Debugging techniques consolidated with tools

systematic-debugging now bundles supporting techniques and tools:

  • root-cause-tracing.md - Trace bugs backward through call stack
  • defense-in-depth.md - Add validation at multiple layers
  • condition-based-waiting.md - Replace arbitrary timeouts with condition polling
  • find-polluter.sh - Bisection script to find which test creates pollution
  • condition-based-waiting-example.ts - Complete implementation from real debugging session

Testing anti-patterns reference

test-driven-development now includes testing-anti-patterns.md covering:

  • Testing mock behavior instead of real behavior
  • Adding test-only methods to production classes
  • Mocking without understanding dependencies
  • Incomplete mocks that hide structural assumptions

Skill test infrastructure

Three new test frameworks for validating skill behavior:

tests/skill-triggering/ - Validates skills trigger from naive prompts without explicit naming. Tests 6 skills to ensure descriptions alone are sufficient.

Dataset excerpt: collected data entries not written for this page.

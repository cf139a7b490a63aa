//! Member declarations.
//!
//! A [`Member`] is one entry of a library, a namespace or a class member map.
//! Type-level members (typedef, class, enum) carry the [`DeclRef`] under which
//! other signatures refer to them.

use crate::types::{DeclRef, ParamList, Type, TypeParam};
use bitflags::bitflags;
use indexmap::IndexMap;
use serde::Serialize;
use std::fmt;
use std::sync::Arc;

bitflags! {
    /// Declaration modifiers relevant to compatibility.
    #[derive(Clone, Copy, Debug, Default, PartialEq, Eq, Hash)]
    pub struct Modifiers: u8 {
        const ABSTRACT = 1 << 0;
        const CONST = 1 << 1;
        /// Factory constructor (absent means generative).
        const FACTORY = 1 << 2;
        const STATIC = 1 << 3;
    }
}

/// Key under which a setter is stored in a member map.
///
/// Setters live next to the getter of the same name, so `x=` is distinct
/// from `x`.
pub fn setter_key(name: &str) -> String {
    format!("{name}=")
}

// =============================================================================
// MemberKind
// =============================================================================

#[derive(Copy, Clone, Debug, PartialEq, Eq, Hash, Serialize)]
#[serde(rename_all = "camelCase")]
pub enum MemberKind {
    Typedef,
    Class,
    Enum,
    Constructor,
    Method,
    Getter,
    Setter,
}

impl MemberKind {
    /// Typedefs, classes and enums.
    pub const fn is_type_declaration(self) -> bool {
        matches!(self, Self::Typedef | Self::Class | Self::Enum)
    }

    pub const fn as_str(self) -> &'static str {
        match self {
            Self::Typedef => "typedef",
            Self::Class => "class",
            Self::Enum => "enum",
            Self::Constructor => "constructor",
            Self::Method => "method",
            Self::Getter => "getter",
            Self::Setter => "setter",
        }
    }
}

impl fmt::Display for MemberKind {
    fn fmt(&self, f: &mut fmt::Formatter<'_>) -> fmt::Result {
        f.write_str(self.as_str())
    }
}

// =============================================================================
// Declarations
// =============================================================================

#[derive(Clone, Debug, PartialEq)]
pub struct TypedefDecl {
    pub decl: DeclRef,
    pub type_params: Vec<TypeParam>,
    pub return_type: Type,
    pub params: ParamList,
}

#[derive(Clone, Debug, PartialEq)]
pub struct EnumDecl {
    pub decl: DeclRef,
    pub values: Vec<String>,
}

#[derive(Clone, Debug, PartialEq)]
pub struct ConstructorDecl {
    /// Empty for the unnamed constructor.
    pub name: String,
    pub modifiers: Modifiers,
    pub params: ParamList,
}

impl ConstructorDecl {
    pub fn is_factory(&self) -> bool {
        self.modifiers.contains(Modifiers::FACTORY)
    }

    pub fn is_const(&self) -> bool {
        self.modifiers.contains(Modifiers::CONST)
    }
}

#[derive(Clone, Debug, PartialEq)]
pub struct MethodDecl {
    pub name: String,
    pub modifiers: Modifiers,
    pub type_params: Vec<TypeParam>,
    pub return_type: Type,
    pub params: ParamList,
}

#[derive(Clone, Debug, PartialEq)]
pub struct GetterDecl {
    pub name: String,
    pub modifiers: Modifiers,
    pub return_type: Type,
}

#[derive(Clone, Debug, PartialEq)]
pub struct SetterDecl {
    /// Base name, without the trailing `=`.
    pub name: String,
    pub modifiers: Modifiers,
    pub value_type: Type,
}

/// A class declaration.
///
/// Member maps only hold members declared directly in this class; inherited
/// members are reached through `superclass` and `mixins`.
#[derive(Clone, Debug, PartialEq)]
pub struct ClassDecl {
    pub decl: DeclRef,
    pub modifiers: Modifiers,
    pub type_params: Vec<TypeParam>,
    pub superclass: Option<Type>,
    pub mixins: Vec<Type>,
    pub interfaces: Vec<Type>,
    pub constructors: IndexMap<String, ConstructorDecl>,
    pub instance_members: IndexMap<String, Member>,
    pub static_members: IndexMap<String, Member>,
}

impl ClassDecl {
    pub fn is_abstract(&self) -> bool {
        self.modifiers.contains(Modifiers::ABSTRACT)
    }

    pub fn name(&self) -> &str {
        &self.decl.name
    }
}

// =============================================================================
// Member
// =============================================================================

#[derive(Clone, Debug, PartialEq)]
pub enum Member {
    Typedef(Arc<TypedefDecl>),
    Class(Arc<ClassDecl>),
    Enum(Arc<EnumDecl>),
    Constructor(ConstructorDecl),
    Method(MethodDecl),
    Getter(GetterDecl),
    Setter(SetterDecl),
}

impl Member {
    pub const fn kind(&self) -> MemberKind {
        match self {
            Self::Typedef(_) => MemberKind::Typedef,
            Self::Class(_) => MemberKind::Class,
            Self::Enum(_) => MemberKind::Enum,
            Self::Constructor(_) => MemberKind::Constructor,
            Self::Method(_) => MemberKind::Method,
            Self::Getter(_) => MemberKind::Getter,
            Self::Setter(_) => MemberKind::Setter,
        }
    }

    /// Source name of the member (setters without `=`).
    pub fn name(&self) -> &str {
        match self {
            Self::Typedef(t) => &t.decl.name,
            Self::Class(c) => &c.decl.name,
            Self::Enum(e) => &e.decl.name,
            Self::Constructor(c) => &c.name,
            Self::Method(m) => &m.name,
            Self::Getter(g) => &g.name,
            Self::Setter(s) => &s.name,
        }
    }

    /// Key under which the member is stored in a member map.
    pub fn key(&self) -> String {
        match self {
            Self::Setter(s) => setter_key(&s.name),
            other => other.name().to_string(),
        }
    }

    /// Declaration identity, for type-level members.
    pub fn decl(&self) -> Option<&DeclRef> {
        match self {
            Self::Typedef(t) => Some(&t.decl),
            Self::Class(c) => Some(&c.decl),
            Self::Enum(e) => Some(&e.decl),
            _ => None,
        }
    }

    pub fn modifiers(&self) -> Modifiers {
        match self {
            Self::Class(c) => c.modifiers,
            Self::Constructor(c) => c.modifiers,
            Self::Method(m) => m.modifiers,
            Self::Getter(g) => g.modifiers,
            Self::Setter(s) => s.modifiers,
            Self::Typedef(_) | Self::Enum(_) => Modifiers::empty(),
        }
    }

    pub fn is_abstract(&self) -> bool {
        self.modifiers().contains(Modifiers::ABSTRACT)
    }

    pub fn as_class(&self) -> Option<&Arc<ClassDecl>> {
        match self {
            Self::Class(c) => Some(c),
            _ => None,
        }
    }

    /// Instantiate an inherited class member for a subclass. See
    /// [`Type::substitute`]. Type-level members are returned unchanged.
    pub fn substitute(&self, args: &[Type], outer: u32) -> Member {
        match self {
            Self::Constructor(c) => Self::Constructor(ConstructorDecl {
                params: c.params.substitute(args, outer),
                ..c.clone()
            }),
            Self::Method(m) => Self::Method(MethodDecl {
                name: m.name.clone(),
                modifiers: m.modifiers,
                type_params: m
                    .type_params
                    .iter()
                    .map(|p| p.substitute(args, outer))
                    .collect(),
                return_type: m.return_type.substitute(args, outer),
                params: m.params.substitute(args, outer),
            }),
            Self::Getter(g) => Self::Getter(GetterDecl {
                return_type: g.return_type.substitute(args, outer),
                ..g.clone()
            }),
            Self::Setter(s) => Self::Setter(SetterDecl {
                value_type: s.value_type.substitute(args, outer),
                ..s.clone()
            }),
            Self::Typedef(_) | Self::Class(_) | Self::Enum(_) => self.clone(),
        }
    }
}
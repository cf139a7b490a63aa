//! Inherited-member flattening.
//!
//! A class's comparable instance surface is everything it inherits from its
//! superclass chain and mixins plus what it declares itself. Members declared
//! later in that order override earlier ones with the same key.
//!
//! Inherited members are instantiated with the supertype's arguments, so a
//! type-parameter reference in the result always indexes the flattened
//! class's own parameters.

use cfgimport_common::limits::{MAX_INHERITANCE_CHAIN, is_private_name};
use cfgimport_model::{ClassDecl, DeclRef, Member, Program, Type};
use indexmap::IndexMap;
use rustc_hash::FxHashSet;
use tracing::trace;

/// Public instance members of `class`, including inherited ones.
///
/// Order: superclass chain (root first), then mixins in declaration order,
/// then the class's own members. Supertypes that cannot be resolved through
/// `program` contribute nothing. Inheritance cycles terminate.
pub fn flatten_instance_members(program: &Program, class: &ClassDecl) -> IndexMap<String, Member> {
    let mut visited = FxHashSet::default();
    surface(program, class, &mut visited)
}

/// Flattened members of `class` in its own type-parameter frame.
fn surface(
    program: &Program,
    class: &ClassDecl,
    visited: &mut FxHashSet<DeclRef>,
) -> IndexMap<String, Member> {
    let mut out = IndexMap::new();
    if visited.len() >= MAX_INHERITANCE_CHAIN || !visited.insert(class.decl.clone()) {
        trace!(class = %class.decl, "inheritance walk stopped");
        return out;
    }
    let outer = u32::try_from(class.type_params.len()).unwrap_or(u32::MAX);

    if let Some((superclass, args)) = class
        .superclass
        .as_ref()
        .and_then(|ty| resolve(program, ty))
    {
        for (key, member) in surface(program, superclass, visited) {
            out.insert(key, member.substitute(&args, outer));
        }
    }

    // A mixin application adds the mixin's own members only.
    for (mixin, args) in class.mixins.iter().filter_map(|ty| resolve(program, ty)) {
        if visited.contains(&mixin.decl) {
            continue;
        }
        for (key, member) in own_members(mixin) {
            out.insert(key.clone(), member.substitute(&args, outer));
        }
    }

    for (key, member) in own_members(class) {
        out.insert(key.clone(), member.clone());
    }
    out
}

fn own_members(class: &ClassDecl) -> impl Iterator<Item = (&String, &Member)> {
    class
        .instance_members
        .iter()
        .filter(|(_, member)| !is_private_name(member.name()))
}

/// The class a supertype names, with the arguments it is instantiated with.
/// A raw reference to a generic class is instantiated to bounds, with
/// `dynamic` for unbounded parameters.
fn resolve<'p>(program: &'p Program, ty: &Type) -> Option<(&'p ClassDecl, Vec<Type>)> {
    let Type::Named { decl, args } = ty else {
        return None;
    };
    let Some(class) = program.class(decl) else {
        trace!(supertype = %decl, "unresolved supertype");
        return None;
    };
    let args = if args.len() == class.type_params.len() {
        args.clone()
    } else {
        class
            .type_params
            .iter()
            .map(|param| param.bound.clone().unwrap_or_else(Type::dynamic))
            .collect()
    };
    Some((&**class, args))
}
//! Declaration Model
//!
//! In-memory representation of a library's declarations and of its visible
//! namespace, shared by the resolver and the compatibility checker.
//!
//! - **Types** (`Type`, `ParamList`, `TypeParam`): signatures that reference
//!   declarations through non-owning [`DeclRef`]s, so cyclic class graphs are
//!   representable without ownership cycles.
//! - **Members** (`Member`): typedefs, classes, enums, constructors, methods,
//!   getters and setters. Variables are normalized into getter/setter pairs
//!   by the builders.
//! - **Libraries** (`Library`, `LibraryBuilder`) and the **Program** store
//!   that resolves a `DeclRef` to its declaring member.
//! - **Namespaces** (`Namespace`): the public, `show`/`hide`-filtered view of
//!   a library including re-exports.

mod format;
pub mod library;
pub mod members;
pub mod namespace;
pub mod program;
pub mod types;

pub use library::{ClassBuilder, Combinator, Export, Library, LibraryBuilder};
pub use members::{
    ClassDecl, ConstructorDecl, EnumDecl, GetterDecl, Member, MemberKind, MethodDecl, Modifiers,
    SetterDecl, TypedefDecl, setter_key,
};
pub use namespace::{Namespace, NamespaceError};
pub use program::Program;
pub use types::{
    CORE_LIBRARY, ConstValue, DeclRef, FunctionType, NamedParam, ParamList, ParamRef, Type,
    TypeParam,
};

#[cfg(test)]
#[path = "../tests/types_tests.rs"]
mod types_tests;
// library_tests: loaded from library.rs
// namespace_tests: loaded from namespace.rs
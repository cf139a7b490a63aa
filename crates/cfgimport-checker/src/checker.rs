//! Top-level compatibility check between two namespaces.

use crate::compare::Comparator;
use crate::diagnostics::{CompatibilityReport, FailureReason, Finding, Side};
use crate::policy::{CheckOptions, Phase};
use cfgimport_model::{Member, Namespace, NamespaceError, Program};
use tracing::{debug, debug_span};

/// Configurable compatibility checker.
///
/// Holds no state between checks; every [`check`](Self::check) starts with a
/// fresh comparison table, so one checker can serve many pairs concurrently.
#[derive(Clone, Copy, Debug)]
pub struct CompatibilityChecker<'p> {
    program: &'p Program,
    phase: Phase,
    options: CheckOptions,
}

impl<'p> CompatibilityChecker<'p> {
    pub fn new(program: &'p Program, phase: Phase) -> Self {
        Self {
            program,
            phase,
            options: CheckOptions::default(),
        }
    }

    pub fn with_options(mut self, options: CheckOptions) -> Self {
        self.options = options;
        self
    }

    pub fn phase(&self) -> Phase {
        self.phase
    }

    pub fn options(&self) -> CheckOptions {
        self.options
    }

    /// Build both export namespaces from the program and check them.
    pub fn check_uris(
        &self,
        interface: &str,
        candidate: &str,
    ) -> Result<CompatibilityReport, NamespaceError> {
        let interface = self.program.namespace(interface)?;
        let candidate = self.program.namespace(candidate)?;
        Ok(self.check(&interface, &candidate))
    }

    /// Compare `candidate` against `interface`, collecting every finding.
    ///
    /// Names are visited in interface order, then names only the candidate
    /// declares.
    pub fn check(&self, interface: &Namespace, candidate: &Namespace) -> CompatibilityReport {
        let _span = debug_span!(
            "check_compatible",
            interface = interface.uri(),
            candidate = candidate.uri(),
            phase = %self.phase,
        )
        .entered();

        let mut cmp =
            Comparator::new(self.program, interface, candidate, self.phase, self.options);
        let mut findings = Vec::new();

        let names = interface
            .names()
            .chain(candidate.names().filter(|name| !interface.contains(name)));
        for name in names {
            let a = interface.get(name);
            let b = candidate.get(name);

            if self.phase == Phase::FunctionsOnly
                && let Some(reason) = type_declaration_violation(a, b)
            {
                cmp.report(&mut findings, name, reason);
                continue;
            }

            match (a, b) {
                (Some(a), Some(b)) => check_shared(&mut cmp, name, a, b, &mut findings),
                (Some(a), None) => cmp.report(
                    &mut findings,
                    name,
                    FailureReason::MissingMember {
                        missing_from: Side::Candidate,
                        kind: a.kind(),
                    },
                ),
                (None, Some(b)) => cmp.report(
                    &mut findings,
                    name,
                    FailureReason::MissingMember {
                        missing_from: Side::Interface,
                        kind: b.kind(),
                    },
                ),
                (None, None) => {}
            }
        }

        let stats = cmp.stats;
        debug!(
            findings = findings.len(),
            pairs = stats.pairs_entered,
            cache_hits = stats.cache_hits,
            cycles = stats.cycles_assumed,
            "compatibility check finished"
        );
        CompatibilityReport {
            interface: interface.uri().to_string(),
            candidate: candidate.uri().to_string(),
            phase: self.phase,
            findings,
            stats,
        }
    }
}

/// Check `candidate` against `interface` with default options.
pub fn check_compatible(
    program: &Program,
    interface: &Namespace,
    candidate: &Namespace,
    phase: Phase,
) -> CompatibilityReport {
    CompatibilityChecker::new(program, phase).check(interface, candidate)
}

fn type_declaration_violation(a: Option<&Member>, b: Option<&Member>) -> Option<FailureReason> {
    [(a, Side::Interface), (b, Side::Candidate)]
        .into_iter()
        .find_map(|(member, side)| {
            let kind = member?.kind();
            kind.is_type_declaration()
                .then_some(FailureReason::TypeDeclarationNotAllowed { kind, side })
        })
}

/// Compare one shared name. Type declarations of the same kind are
/// compared under the guard so references back to them terminate.
fn check_shared(
    cmp: &mut Comparator<'_>,
    name: &str,
    a: &Member,
    b: &Member,
    out: &mut Vec<Finding>,
) {
    let (Some(decl_a), Some(decl_b)) = (a.decl(), b.decl()) else {
        cmp.compare_members(name, a, b, out);
        return;
    };
    if a.kind() != b.kind() {
        cmp.compare_members(name, a, b, out);
        return;
    }

    let pair = (decl_a.clone(), decl_b.clone());
    if cmp.cached(&pair) == Some(true) {
        return;
    }
    // A cached failure carries no detail; compare again under the guard.
    cmp.visit_pair_uncached(pair, |cmp| {
        let before = out.len();
        cmp.compare_members(name, a, b, out);
        out.len() == before
    });
}
//! Program-wide declaration store.
//!
//! The `Program` owns every loaded [`Library`] and is the single place a
//! [`DeclRef`] is turned back into the member that declares it. Lookups are
//! by qualified name, so references between classes never form ownership
//! edges even when the class graph is cyclic.

use crate::library::Library;
use crate::members::{ClassDecl, Member};
use crate::namespace::{Namespace, NamespaceError};
use crate::types::DeclRef;
use indexmap::IndexMap;
use std::sync::Arc;
use tracing::debug;

#[derive(Clone, Debug, Default)]
pub struct Program {
    libraries: IndexMap<Arc<str>, Library>,
}

impl Program {
    pub fn new() -> Self {
        Self::default()
    }

    /// Register a library, replacing any previous library with the same URI.
    pub fn add(&mut self, library: Library) {
        debug!(uri = %library.uri, members = library.members.len(), "register library");
        self.libraries.insert(library.uri.clone(), library);
    }

    /// Builder-style [`add`](Self::add).
    pub fn with_library(mut self, library: Library) -> Self {
        self.add(library);
        self
    }

    pub fn library(&self, uri: &str) -> Option<&Library> {
        self.libraries.get(uri)
    }

    pub fn contains(&self, uri: &str) -> bool {
        self.libraries.contains_key(uri)
    }

    pub fn libraries(&self) -> impl Iterator<Item = &Library> {
        self.libraries.values()
    }

    pub fn len(&self) -> usize {
        self.libraries.len()
    }

    pub fn is_empty(&self) -> bool {
        self.libraries.is_empty()
    }

    /// Resolve a declaration reference to its declaring member.
    ///
    /// Returns `None` for unknown libraries, unknown names, and names that
    /// resolve to something other than a type-level declaration.
    pub fn lookup(&self, decl: &DeclRef) -> Option<&Member> {
        let member = self.library(&decl.library)?.member(&decl.name)?;
        (member.decl() == Some(decl)).then_some(member)
    }

    /// Resolve a declaration reference that must name a class.
    pub fn class(&self, decl: &DeclRef) -> Option<&Arc<ClassDecl>> {
        self.lookup(decl)?.as_class()
    }

    /// Public export namespace of the library at `uri`.
    pub fn namespace(&self, uri: &str) -> Result<Namespace, NamespaceError> {
        Namespace::export_namespace(self, uri)
    }
}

tests/claude-code/ - Integration tests using claude -p for headless testing. Verifies skill usage via session transcript (JSONL) analysis. Includes analyze-token-usage.py for cost tracking.

tests/subagent-driven-dev/ - End-to-end workflow validation with two complete test projects:

  • go-fractals/ - CLI tool with Sierpinski/Mandelbrot (10 tasks)
  • svelte-todo/ - CRUD app with localStorage and Playwright (12 tasks)

Major Changes

DOT flowcharts as executable specifications

Rewrote key skills using DOT/GraphViz flowcharts as the authoritative process definition. Prose becomes supporting content.

The Description Trap (documented in writing-skills): Discovered that skill descriptions override flowchart content when descriptions contain workflow summaries. Claude follows the short description instead of reading the detailed flowchart. Fix: descriptions must be trigger-only ("Use when X") with no process details.

Skill priority in using-autodev

When multiple skills apply, process skills (brainstorming, debugging) now explicitly come before implementation skills. "Build X" triggers brainstorming first, then domain skills.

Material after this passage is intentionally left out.